The total Turing test includes video signals and manipulation capability so that the interrogator can test the subject’s perceptual abilities and object manipulation ability. To pass the total Turing test computer must have following additional capabilities:
- Computer Vision: To perceive objects
- Robotics: To manipulate objects and move
Thinking Humanly: Cognitive modeling approach
If we are going to say that a given program thinks like a human, we must have some way of determining how humans think. We need to get inside the actual workings of human minds. There are two ways to do this:
- through introspection: catch our thoughts while they go by
- through psychological experiments.
Once we have precise theory of mind, it is possible to express the theory as a computer program.

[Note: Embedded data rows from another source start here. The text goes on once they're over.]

//! Command line interface for the `packet-sim` binary.
//!
//! Kept free of crate types so the build script can render a man page from
//! the same definition.

use std::{num::NonZeroUsize, path::PathBuf};

use clap::Parser;

/// Command line arguments for the `packet-sim` binary.
#[derive(Debug, Parser)]
#[command(
    name = "packet-sim",
    version,
    about = "Break a file into numbered packets, deliver them out of order and reassemble them"
)]
pub struct Cli {
    /// File to send. Prompted for on stdin when omitted.
    pub path: Option<PathBuf>,

    /// Payload bytes per packet.
    // Same value as `packet_reassembly::DEFAULT_CHUNK_SIZE`, which the build
    // script cannot see.
    #[arg(short, long, default_value_t = 5)]
    pub chunk_size: usize,

    /// Seed for the send-order shuffle.
    #[arg(short, long)]
    pub seed: Option<u64>,

    /// Keep the original send order instead of shuffling.
    #[arg(long)]
    pub in_order: bool,

    /// Packet index to lose in transit. May be repeated.
    #[arg(long = "drop", value_name = "INDEX")]
    pub drops: Vec<u32>,

    /// Packet index to deliver twice. May be repeated.
    #[arg(long = "duplicate", value_name = "INDEX")]
    pub duplicates: Vec<u32>,

    /// Number of concurrent delivery lanes.
    #[arg(short, long, default_value = "1")]
    pub lanes: NonZeroUsize,

    /// Do not tell the receiver how many packets to expect.
    #[arg(long)]
    pub provisional: bool,
}

#[cfg(test)]
mod tests {
    use clap::Parser;

    use packet_reassembly::DEFAULT_CHUNK_SIZE;

    use super::Cli;

    #[test]
    fn defaults_match_library_chunk_size() {
        let cli = Cli::parse_from(["packet-sim", "message.txt"]);
        assert_eq!(cli.chunk_size, DEFAULT_CHUNK_SIZE.get());
        assert_eq!(cli.lanes.get(), 1);
        assert!(cli.drops.is_empty());
        assert!(!cli.provisional);
        assert_eq!(
            cli.path.as_deref(),
            Some(std::path::Path::new("message.txt"))
        );
    }

    #[test]
    fn parses_repeated_drop_and_duplicate_options() {
        let cli = Cli::parse_from([
            "packet-sim",
            "--drop",
            "2",
            "--drop",
            "5",
            "--duplicate",
            "1",
            "--seed",
            "9",
            "--lanes",
            "4",
        ]);
        assert_eq!(cli.drops, vec![2, 5]);
        assert_eq!(cli.duplicates, vec![1]);
        assert_eq!(cli.seed, Some(9));
        assert_eq!(cli.lanes.get(), 4);
        assert!(cli.path.is_none());
    }

    #[test]
    fn rejects_zero_lanes() {
        assert!(Cli::try_parse_from(["packet-sim", "--lanes", "0"]).is_err());
    }
}
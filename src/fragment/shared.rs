//! Thread-safe handle for ingesting fragments from concurrent producers.
//!
//! [`SharedReassembler`] serialises every [`ingest`](SharedReassembler::ingest)
//! behind one mutex. [`finalize`](SharedReassembler::finalize) takes the same
//! lock, so it observes a state no ingest is halfway through.

#[cfg(not(loom))]
use std::sync::{Arc, Mutex, MutexGuard};

#[cfg(loom)]
use loom::sync::{Arc, Mutex, MutexGuard};

use super::{Fragment, FragmentIndex, IngestStatus, Reassembler, ReassemblyError};

/// Cloneable, lock-protected [`Reassembler`].
#[derive(Clone)]
pub struct SharedReassembler {
    inner: Arc<Mutex<Reassembler>>,
}

impl std::fmt::Debug for SharedReassembler {
    fn fmt(&self, f: &mut std::fmt::Formatter<'_>) -> std::fmt::Result {
        f.debug_struct("SharedReassembler").finish_non_exhaustive()
    }
}

impl SharedReassembler {
    /// Wrap an existing session.
    #[must_use]
    pub fn new(reassembler: Reassembler) -> Self {
        Self {
            inner: Arc::new(Mutex::new(reassembler)),
        }
    }

    /// Start a session shared between producers.
    ///
    /// # Errors
    ///
    /// Returns [`ReassemblyError::InvalidConfiguration`] under the same
    /// conditions as [`Reassembler::begin`].
    pub fn begin(expected_count: Option<usize>) -> Result<Self, ReassemblyError> {
        Reassembler::begin(expected_count).map(Self::new)
    }

    /// Start a shared session with an explicit fragment ceiling.
    ///
    /// # Errors
    ///
    /// Returns [`ReassemblyError::InvalidConfiguration`] under the same
    /// conditions as [`Reassembler::with_limit`].
    pub fn with_limit(
        expected_count: Option<usize>,
        max_fragments: usize,
    ) -> Result<Self, ReassemblyError> {
        Reassembler::with_limit(expected_count, max_fragments).map(Self::new)
    }

    // Every mutation is a single slot write, so a panicking holder cannot
    // leave the table half-updated.
    fn lock(&self) -> MutexGuard<'_, Reassembler> {
        self.inner
            .lock()
            .unwrap_or_else(std::sync::PoisonError::into_inner)
    }

    /// Record a fragment while holding the session lock.
    pub fn ingest(&self, fragment: Fragment) -> IngestStatus { self.lock().ingest(fragment) }

    /// Reassemble under the session lock.
    ///
    /// # Errors
    ///
    /// Returns [`ReassemblyError::IncompleteReassembly`] when fragments are
    /// still missing.
    pub fn finalize(&self) -> Result<Vec<u8>, ReassemblyError> { self.lock().finalize() }

    /// Number of distinct indices received so far.
    #[must_use]
    pub fn received_count(&self) -> usize { self.lock().received_count() }

    /// Indices in the expected range that have not arrived, ascending.
    #[must_use]
    pub fn missing_indices(&self) -> Vec<FragmentIndex> { self.lock().missing_indices() }

    /// Recover the session once every other handle has been dropped.
    ///
    /// # Errors
    ///
    /// Returns `self` unchanged while other clones are still alive.
    #[cfg(not(loom))]
    pub fn into_inner(self) -> Result<Reassembler, Self> {
        match Arc::try_unwrap(self.inner) {
            Ok(mutex) => Ok(mutex
                .into_inner()
                .unwrap_or_else(std::sync::PoisonError::into_inner)),
            Err(inner) => Err(Self { inner }),
        }
    }
}
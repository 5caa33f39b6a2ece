//! Build script generating manual pages from the CLI definition.

use std::{fs, path::PathBuf};

use clap::CommandFactory;
use clap_mangen::Man;

#[path = "src/cli.rs"]
mod cli;

fn main() -> Result<(), Box<dyn std::error::Error>> {
    println!("cargo:rerun-if-changed=src/cli.rs");

    let out_dir = PathBuf::from("target/generated-man");
    fs::create_dir_all(&out_dir)?;

    let cmd = cli::Cli::command();
    let man = Man::new(cmd);
    let mut buf: Vec<u8> = Vec::new();
    man.render(&mut buf)?;
    fs::write(out_dir.join("packet-sim.1"), buf)?;

    Ok(())
}
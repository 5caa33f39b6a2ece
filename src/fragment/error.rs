//! Error and status types emitted by the fragmentation layer.
//!
//! Configuration problems are shared by both directions and surface through
//! [`ConfigError`]. Reassembly gaps are reported with the exact indices that
//! never arrived so callers can decide whether to keep waiting.

use thiserror::Error;

use super::FragmentIndex;

/// Outcome of feeding a fragment into a [`Reassembler`](crate::fragment::Reassembler).
#[derive(Clone, Copy, Debug, PartialEq, Eq)]
pub enum IngestStatus {
    /// The fragment filled a previously empty slot.
    Accepted,
    /// The slot was already filled; the new payload replaced the old one.
    Duplicate,
    /// The index lies beyond a fixed expected count, or beyond the fragment
    /// ceiling of a provisional session, and was discarded.
    OutOfRange,
}

/// Invalid caller-supplied configuration.
#[derive(Clone, Copy, Debug, Error, PartialEq, Eq)]
pub enum ConfigError {
    /// Fragments must carry at least one byte.
    #[error("chunk size must be positive")]
    ZeroChunkSize,
    /// The declared fragment count exceeds the receiver's fragment ceiling.
    #[error("expected fragment count {count} exceeds the limit of {limit}")]
    ExpectedCountTooLarge { count: usize, limit: usize },
}

/// Errors produced while splitting a byte sequence into fragments.
#[derive(Clone, Copy, Debug, Error, PartialEq, Eq)]
pub enum FragmentationError {
    /// The fragmenter was configured with unusable settings.
    #[error("invalid configuration: {0}")]
    InvalidConfiguration(#[from] ConfigError),
    /// The fragment index cannot advance because it would overflow `u32`.
    #[error("fragment index overflow after {last}")]
    IndexOverflow { last: FragmentIndex },
}

/// Errors produced by a reassembly session.
#[derive(Clone, Debug, Error, PartialEq, Eq)]
pub enum ReassemblyError {
    /// The session was configured with unusable settings.
    #[error("invalid configuration: {0}")]
    InvalidConfiguration(#[from] ConfigError),
    /// One or more fragments in the expected range never arrived.
    #[error("reassembly incomplete: missing fragments {}", format_indices(.missing_indices))]
    IncompleteReassembly { missing_indices: Vec<FragmentIndex> },
}

impl ReassemblyError {
    /// Indices reported missing, or an empty slice for other errors.
    #[must_use]
    pub fn missing_indices(&self) -> &[FragmentIndex] {
        match self {
            Self::IncompleteReassembly { missing_indices } => missing_indices,
            Self::InvalidConfiguration(_) => &[],
        }
    }
}

fn format_indices(indices: &[FragmentIndex]) -> String {
    indices
        .iter()
        .map(ToString::to_string)
        .collect::<Vec<_>>()
        .join(", ")
}
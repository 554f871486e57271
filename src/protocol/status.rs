//! # Códigos de Estado Getfile
//! src/protocol/status.rs
//!
//! Este módulo define los códigos de estado del protocolo Getfile.
//! A diferencia de HTTP, el vocabulario es mínimo:
//!
//! - **OK**: el contenido existe y el payload sigue al header
//! - **FILE_NOT_FOUND**: la clave no existe en el mapeo de contenido
//! - **ERROR**: fallo genérico del servidor (ej: metadata no disponible)

/// Representa los códigos de estado que soporta el servidor
#[derive(Debug, Clone, Copy, PartialEq, Eq)]
pub enum GfStatus {
    /// El contenido fue resuelto; el header declara la longitud del payload
    Ok,

    /// La clave no existe en el resolver; longitud 0, sin payload
    FileNotFound,

    /// Error del servidor al resolver el contenido; longitud 0, sin payload
    Error,
}

impl GfStatus {
    /// Retorna el token del estado tal como viaja en el wire
    ///
    /// # Ejemplo
    /// ```
    /// use gf_server::protocol::GfStatus;
    /// assert_eq!(GfStatus::Ok.as_str(), "OK");
    /// assert_eq!(GfStatus::FileNotFound.as_str(), "FILE_NOT_FOUND");
    /// ```
    pub fn as_str(&self) -> &'static str {
        match self {
            GfStatus::Ok => "OK",
            GfStatus::FileNotFound => "FILE_NOT_FOUND",
            GfStatus::Error => "ERROR",
        }
    }

    /// Parsea un token del wire a su estado
    ///
    /// # Ejemplo
    /// ```
    /// use gf_server::protocol::GfStatus;
    /// assert_eq!(GfStatus::parse("OK"), Some(GfStatus::Ok));
    /// assert_eq!(GfStatus::parse("BOGUS"), None);
    /// ```
    pub fn parse(token: &str) -> Option<Self> {
        match token {
            "OK" => Some(GfStatus::Ok),
            "FILE_NOT_FOUND" => Some(GfStatus::FileNotFound),
            "ERROR" => Some(GfStatus::Error),
            _ => None,
        }
    }

    /// Verifica si el estado indica éxito (lleva payload)
    pub fn is_success(&self) -> bool {
        matches!(self, GfStatus::Ok)
    }
}

impl std::fmt::Display for GfStatus {
    fn fmt(&self, f: &mut std::fmt::Formatter<'_>) -> std::fmt::Result {
        write!(f, "{}", self.as_str())
    }
}

#[cfg(test)]
mod tests {
    use super::*;

    #[test]
    fn test_status_tokens() {
        assert_eq!(GfStatus::Ok.as_str(), "OK");
        assert_eq!(GfStatus::FileNotFound.as_str(), "FILE_NOT_FOUND");
        assert_eq!(GfStatus::Error.as_str(), "ERROR");
    }

    #[test]
    fn test_parse_roundtrip() {
        for status in [GfStatus::Ok, GfStatus::FileNotFound, GfStatus::Error] {
            assert_eq!(GfStatus::parse(status.as_str()), Some(status));
        }
    }

    #[test]
    fn test_parse_unknown() {
        assert_eq!(GfStatus::parse("NOT_A_STATUS"), None);
        assert_eq!(GfStatus::parse(""), None);
        assert_eq!(GfStatus::parse("ok"), None); // case sensitive
    }

    #[test]
    fn test_is_success() {
        assert!(GfStatus::Ok.is_success());
        assert!(!GfStatus::FileNotFound.is_success());
        assert!(!GfStatus::Error.is_success());
    }

    #[test]
    fn test_display() {
        assert_eq!(GfStatus::Ok.to_string(), "OK");
        assert_eq!(GfStatus::FileNotFound.to_string(), "FILE_NOT_FOUND");
    }
}
//! # Sistema de Métricas
//! src/metrics/mod.rs
//!
//! Observabilidad del servidor. El collector es el hook al que los workers
//! reportan el progreso de cada transferencia, en lugar de imprimir
//! diagnósticos por chunk a stdout desde múltiples threads.

pub mod collector;

pub use collector::{MetricsCollector, MetricsSnapshot};
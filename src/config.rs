//! # Configuración del Servidor
//! src/config.rs
//!
//! Este módulo define la configuración del servidor Getfile con soporte
//! para argumentos CLI y variables de entorno.
//!
//! ## Ejemplos de uso
//!
//! ### CLI
//! ```bash
//! ./gf_server --port 19121 \
//!   --nthreads 5 \
//!   --content content.txt \
//!   --chunk-size 1024
//! ```
//!
//! ### Variables de entorno
//! ```bash
//! GF_PORT=19121 GF_HOST=0.0.0.0 ./gf_server
//! ```

use clap::Parser;

/// Política de la cola de trabajo cuando está llena
#[derive(Debug, Clone, Copy, PartialEq, Eq, clap::ValueEnum)]
pub enum QueuePolicy {
    /// Bloquear al dispatcher hasta que haya espacio (backpressure)
    Block,
    /// Rechazar el request con un header ERROR (server busy)
    Reject,
}

/// Configuración del servidor Getfile
#[derive(Debug, Clone, Parser)]
#[command(name = "gf_server")]
#[command(about = "Servidor Getfile concurrente con pool de workers")]
#[command(version = "0.1.0")]
pub struct Config {
    /// Puerto en el que escucha el servidor
    #[arg(short, long, default_value = "19121", env = "GF_PORT")]
    pub port: u16,

    /// Host/IP en el que escucha
    #[arg(long, default_value = "127.0.0.1", env = "GF_HOST")]
    pub host: String,

    /// Número de worker threads que atienden la cola
    #[arg(short = 't', long = "nthreads", default_value = "5", env = "GF_NTHREADS")]
    pub nthreads: usize,

    /// Archivo de mapeo clave -> archivo de contenido
    #[arg(short = 'm', long = "content", default_value = "content.txt", env = "GF_CONTENT")]
    pub content_map: String,

    /// Tamaño de chunk (bytes) para el streaming del payload
    #[arg(long = "chunk-size", default_value = "1024", env = "GF_CHUNK_SIZE")]
    pub chunk_size: usize,

    /// Capacidad máxima de la cola de trabajo
    #[arg(long = "queue-capacity", default_value = "128", env = "GF_QUEUE_CAPACITY")]
    pub queue_capacity: usize,

    /// Política cuando la cola está llena
    #[arg(long = "queue-policy", value_enum, default_value = "reject", env = "GF_QUEUE_POLICY")]
    pub queue_policy: QueuePolicy,

    /// Timeout de escritura al cliente en milisegundos (0 = deshabilitado)
    #[arg(long = "write-timeout-ms", default_value = "0", env = "GF_WRITE_TIMEOUT_MS")]
    pub write_timeout_ms: u64,
}

impl Config {
    /// Crea una nueva configuración parseando argumentos CLI
    pub fn new() -> Self {
        Config::parse()
    }

    /// Obtiene la dirección completa para bind (host:port)
    ///
    /// # Ejemplo
    /// ```rust
    /// use gf_server::config::Config;
    ///
    /// let config = Config::default();
    /// assert_eq!(config.address(), "127.0.0.1:19121");
    /// ```
    pub fn address(&self) -> String {
        format!("{}:{}", self.host, self.port)
    }

    /// Valida la configuración
    ///
    /// Retorna errores si hay valores inválidos
    pub fn validate(&self) -> Result<(), String> {
        if self.nthreads == 0 {
            return Err("nthreads must be >= 1".to_string());
        }

        if self.chunk_size == 0 {
            return Err("chunk size must be >= 1".to_string());
        }

        if self.queue_capacity == 0 {
            return Err("queue capacity must be >= 1".to_string());
        }

        if self.content_map.is_empty() {
            return Err("content map path must not be empty".to_string());
        }

        Ok(())
    }

    /// Imprime un resumen de la configuración
    pub fn print_summary(&self) {
        println!("╔══════════════════════════════════════════════╗");
        println!("║        Getfile Server Configuration          ║");
        println!("╚══════════════════════════════════════════════╝");
        println!();
        println!("🌐 Network:");
        println!("   Address:        {}", self.address());
        println!("   Content map:    {}", self.content_map);
        println!();
        println!("👷 Worker Pool & Queue:");
        println!("   Workers:        {}", self.nthreads);
        println!("   Queue capacity: {}", self.queue_capacity);
        println!("   Queue policy:   {:?}", self.queue_policy);
        println!("   Chunk size:     {} bytes", self.chunk_size);
        println!();
        println!("🚦 Hardening:");
        if self.write_timeout_ms > 0 {
            println!("   Write timeout:  {} ms", self.write_timeout_ms);
        } else {
            println!("   Write timeout:  disabled");
        }
        println!();
        println!("═══════════════════════════════════════════════");
        println!();
    }
}

impl Default for Config {
    /// Configuración por defecto
    fn default() -> Self {
        Self {
            port: 19121,
            host: "127.0.0.1".to_string(),
            nthreads: 5,
            content_map: "content.txt".to_string(),
            chunk_size: 1024,
            queue_capacity: 128,
            queue_policy: QueuePolicy::Reject,
            write_timeout_ms: 0,
        }
    }
}

#[cfg(test)]
mod tests {
    use super::*;

    #[test]
    fn test_default_config() {
        let config = Config::default();
        assert_eq!(config.port, 19121);
        assert_eq!(config.host, "127.0.0.1");
        assert_eq!(config.nthreads, 5);
        assert_eq!(config.content_map, "content.txt");
        assert_eq!(config.chunk_size, 1024);
    }

    #[test]
    fn test_address() {
        let config = Config::default();
        assert_eq!(config.address(), "127.0.0.1:19121");
    }

    #[test]
    fn test_address_custom() {
        let mut config = Config::default();
        config.host = "0.0.0.0".to_string();
        config.port = 3000;
        assert_eq!(config.address(), "0.0.0.0:3000");
    }

    #[test]
    fn test_validate_success() {
        let config = Config::default();
        assert!(config.validate().is_ok());
    }

    // ==================== Workers Validation ====================

    #[test]
    fn test_validate_invalid_nthreads() {
        let mut config = Config::default();
        config.nthreads = 0;
        let result = config.validate();
        assert!(result.is_err());
        assert!(result.unwrap_err().contains("nthreads"));
    }

    // ==================== Queue Validation ====================

    #[test]
    fn test_validate_invalid_queue_capacity() {
        let mut config = Config::default();
        config.queue_capacity = 0;
        let result = config.validate();
        assert!(result.is_err());
        assert!(result.unwrap_err().contains("queue capacity"));
    }

    // ==================== Chunk Size Validation ====================

    #[test]
    fn test_validate_invalid_chunk_size() {
        let mut config = Config::default();
        config.chunk_size = 0;
        let result = config.validate();
        assert!(result.is_err());
        assert!(result.unwrap_err().contains("chunk size"));
    }

    #[test]
    fn test_validate_empty_content_map() {
        let mut config = Config::default();
        config.content_map = String::new();
        let result = config.validate();
        assert!(result.is_err());
        assert!(result.unwrap_err().contains("content map"));
    }

    // ==================== Custom Values ====================

    #[test]
    fn test_config_custom_values() {
        let mut config = Config::default();
        config.port = 3000;
        config.host = "0.0.0.0".to_string();
        config.nthreads = 8;
        config.queue_capacity = 256;
        config.queue_policy = QueuePolicy::Block;

        assert_eq!(config.port, 3000);
        assert_eq!(config.host, "0.0.0.0");
        assert_eq!(config.nthreads, 8);
        assert_eq!(config.queue_capacity, 256);
        assert_eq!(config.queue_policy, QueuePolicy::Block);
        assert!(config.validate().is_ok());
    }

    #[test]
    fn test_config_default_write_timeout_disabled() {
        let config = Config::default();
        assert_eq!(config.write_timeout_ms, 0);
    }

    // ==================== Print Summary ====================

    #[test]
    fn test_config_print_summary() {
        let config = Config::default();
        // Should not panic
        config.print_summary();
    }

    #[test]
    fn test_config_print_summary_custom() {
        let mut config = Config::default();
        config.port = 9000;
        config.nthreads = 8;
        config.write_timeout_ms = 2000;
        // Should not panic
        config.print_summary();
    }
}
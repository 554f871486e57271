//! # Resolución de Contenido
//! src/content/mod.rs
//!
//! Resuelve claves de contenido a streams de bytes. El trait `ContentSource`
//! es la frontera con el core: los workers solo conocen open/size/read_chunk
//! y el cierre implícito al hacer drop del handle.

pub mod store;

pub use store::{ContentError, ContentHandle, ContentSource, FileStore};
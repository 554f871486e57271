//! # Dispatcher
//! src/dispatch/dispatcher.rs
//!
//! El lado productor del sistema: recibe cada request decodificado por la
//! capa de escucha, lo empaqueta en un `WorkItem` y lo entrega a la cola.
//! Nunca toca I/O de contenido; su único punto de bloqueo es el lock de la
//! cola (y la espera por espacio bajo la política Block).
//!
//! Un request jamás se descarta en silencio: si la cola lo rechaza, el
//! cliente recibe un header ERROR best-effort antes de cerrar la conexión.

use crate::dispatch::queue::{PushError, WorkQueue};
use crate::dispatch::types::{RequestContext, WorkItem};
use crate::metrics::MetricsCollector;
use crate::protocol::{self, GfStatus};

/// Errores reportados al caller del dispatch
#[derive(Debug, Clone, PartialEq, Eq)]
pub enum DispatchError {
    /// La cola está llena y la política es Reject; el cliente ya recibió
    /// un header ERROR best-effort
    QueueFull,
    /// El servidor está en proceso de apagado
    ShuttingDown,
}

impl std::fmt::Display for DispatchError {
    fn fmt(&self, f: &mut std::fmt::Formatter<'_>) -> std::fmt::Result {
        match self {
            DispatchError::QueueFull => write!(f, "work queue is full, request rejected"),
            DispatchError::ShuttingDown => write!(f, "server is shutting down"),
        }
    }
}

impl std::error::Error for DispatchError {}

/// Lado productor de la cola de trabajo
pub struct Dispatcher {
    queue: WorkQueue,
    metrics: MetricsCollector,
}

impl Dispatcher {
    /// Crea un dispatcher sobre la cola compartida
    pub fn new(queue: WorkQueue, metrics: MetricsCollector) -> Self {
        Self { queue, metrics }
    }

    /// Entrega un request a la cola de trabajo
    ///
    /// Retorna inmediatamente (sin bloquear en I/O de contenido) para que
    /// la capa de escucha pueda seguir aceptando conexiones.
    pub fn dispatch(&self, ctx: RequestContext, path: String) -> Result<(), DispatchError> {
        let item = WorkItem::new(path, ctx);

        match self.queue.push(item) {
            Ok(()) => Ok(()),
            Err(err) => {
                let error = match err {
                    PushError::Full(_) => DispatchError::QueueFull,
                    PushError::Shutdown(_) => DispatchError::ShuttingDown,
                };

                // Respuesta best-effort: el cliente no queda colgado
                let mut item = err.into_item();
                let _ = protocol::send_header(item.ctx.connection(), GfStatus::Error, 0);
                self.metrics.record_rejection();

                Err(error)
            }
        }
    }
}

#[cfg(test)]
mod tests {
    use super::*;
    use crate::config::QueuePolicy;
    use crate::protocol::Connection;
    use std::io;
    use std::sync::{Arc, Mutex};

    /// Conexión de prueba que acumula lo escrito
    #[derive(Clone)]
    struct RecordingConn {
        written: Arc<Mutex<Vec<u8>>>,
    }

    impl RecordingConn {
        fn new() -> (Self, Arc<Mutex<Vec<u8>>>) {
            let written = Arc::new(Mutex::new(Vec::new()));
            (
                Self {
                    written: Arc::clone(&written),
                },
                written,
            )
        }
    }

    impl Connection for RecordingConn {
        fn send(&mut self, buf: &[u8]) -> io::Result<usize> {
            self.written.lock().unwrap().extend_from_slice(buf);
            Ok(buf.len())
        }
    }

    fn ctx(conn: RecordingConn) -> RequestContext {
        RequestContext::new(Box::new(conn), "test")
    }

    #[test]
    fn test_dispatch_enqueues_item() {
        let queue = WorkQueue::new(16, QueuePolicy::Reject);
        let dispatcher = Dispatcher::new(queue.clone(), MetricsCollector::new());

        let (conn, _) = RecordingConn::new();
        dispatcher.dispatch(ctx(conn), "/a.txt".to_string()).unwrap();

        let item = queue.pop().unwrap();
        assert_eq!(item.path, "/a.txt");
    }

    #[test]
    fn test_dispatch_preserves_arrival_order() {
        let queue = WorkQueue::new(16, QueuePolicy::Reject);
        let dispatcher = Dispatcher::new(queue.clone(), MetricsCollector::new());

        for i in 0..5 {
            let (conn, _) = RecordingConn::new();
            dispatcher.dispatch(ctx(conn), format!("/{}", i)).unwrap();
        }

        for i in 0..5 {
            assert_eq!(queue.pop().unwrap().path, format!("/{}", i));
        }
    }

    #[test]
    fn test_dispatch_rejects_when_full() {
        let queue = WorkQueue::new(1, QueuePolicy::Reject);
        let metrics = MetricsCollector::new();
        let dispatcher = Dispatcher::new(queue.clone(), metrics.clone());

        let (conn1, _) = RecordingConn::new();
        dispatcher.dispatch(ctx(conn1), "/ok".to_string()).unwrap();

        let (conn2, written) = RecordingConn::new();
        let result = dispatcher.dispatch(ctx(conn2), "/busy".to_string());

        assert_eq!(result, Err(DispatchError::QueueFull));

        // El cliente rechazado recibe un header ERROR, nunca queda colgado
        assert_eq!(&*written.lock().unwrap(), b"GETFILE ERROR 0\r\n\r\n");
        assert_eq!(metrics.snapshot().queue_rejections, 1);
    }

    #[test]
    fn test_dispatch_after_shutdown() {
        let queue = WorkQueue::new(16, QueuePolicy::Reject);
        let dispatcher = Dispatcher::new(queue.clone(), MetricsCollector::new());
        queue.shutdown();

        let (conn, written) = RecordingConn::new();
        let result = dispatcher.dispatch(ctx(conn), "/late".to_string());

        assert_eq!(result, Err(DispatchError::ShuttingDown));
        assert_eq!(&*written.lock().unwrap(), b"GETFILE ERROR 0\r\n\r\n");
    }
}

The field of cognitive science brings together computer models from AI and experimental techniques from psychology to try to construct precise and testable theories of the workings of the human mind.
Think rationally: The laws of thought approach
Aristotal was one of the first who attempt to codify the right thinking that is irrefutable reasoning process. He gave Syllogisms that always yielded correct conclusion when correct premises are given.
For example:
Ram is a man
All men are mortal
- Ram is mortal
These law of thought were supposed to govern the operation of mind: This study initiated the field of logic. The logicist tradition in AI hopes to create intelligent systems using logic programming. However there are two obstacles to this approach.
First, It is not easy to take informal knowledge and state in the formal terms required by logical notation, particularly when knowledge is not 100% certain. Second, solving problem principally is different from doing it in practice. Even problems with certain dozens of fact may exhaust the computational resources of any computer unless it has some guidance as which reasoning step to try first.
Acting Rationally: The rational Agent approach:
Agent is something that acts.
Computer agent is expected to have following attributes:
- Autonomous control
- Perceiving their environment
- Persisting over a prolonged period of time
- Adapting to change
- And capable of taking on another’s goal
Rational behavior: doing the right thing.
The right thing: that which is expected to maximize goal achievement, given the available information.
Rational Agent is one that acts so as to achieve the best out come or, when there is uncertainty, the best expected outcome.
In the “laws of thought” approach to AI, the emphasis was given to correct inferences. Making correct inferences is sometimes part of being a rational agent, because one way to act rationally is to reason logically to the conclusion and act on that conclusion. On the other hand, there are also some ways of acting rationally that cannot be said to involve inference.
For Example, recoiling from a hot stove is a reflex action that usually more successful than a slower action taken after careful deliberation.
Advantages:
- It is more general than laws of thought approach, because correct inference is just one of several mechanisms for achieving rationality.
- It is more amenable to scientific development than are approaches based on human behavior or human thought because the standard of rationality is clearly defined and completely general.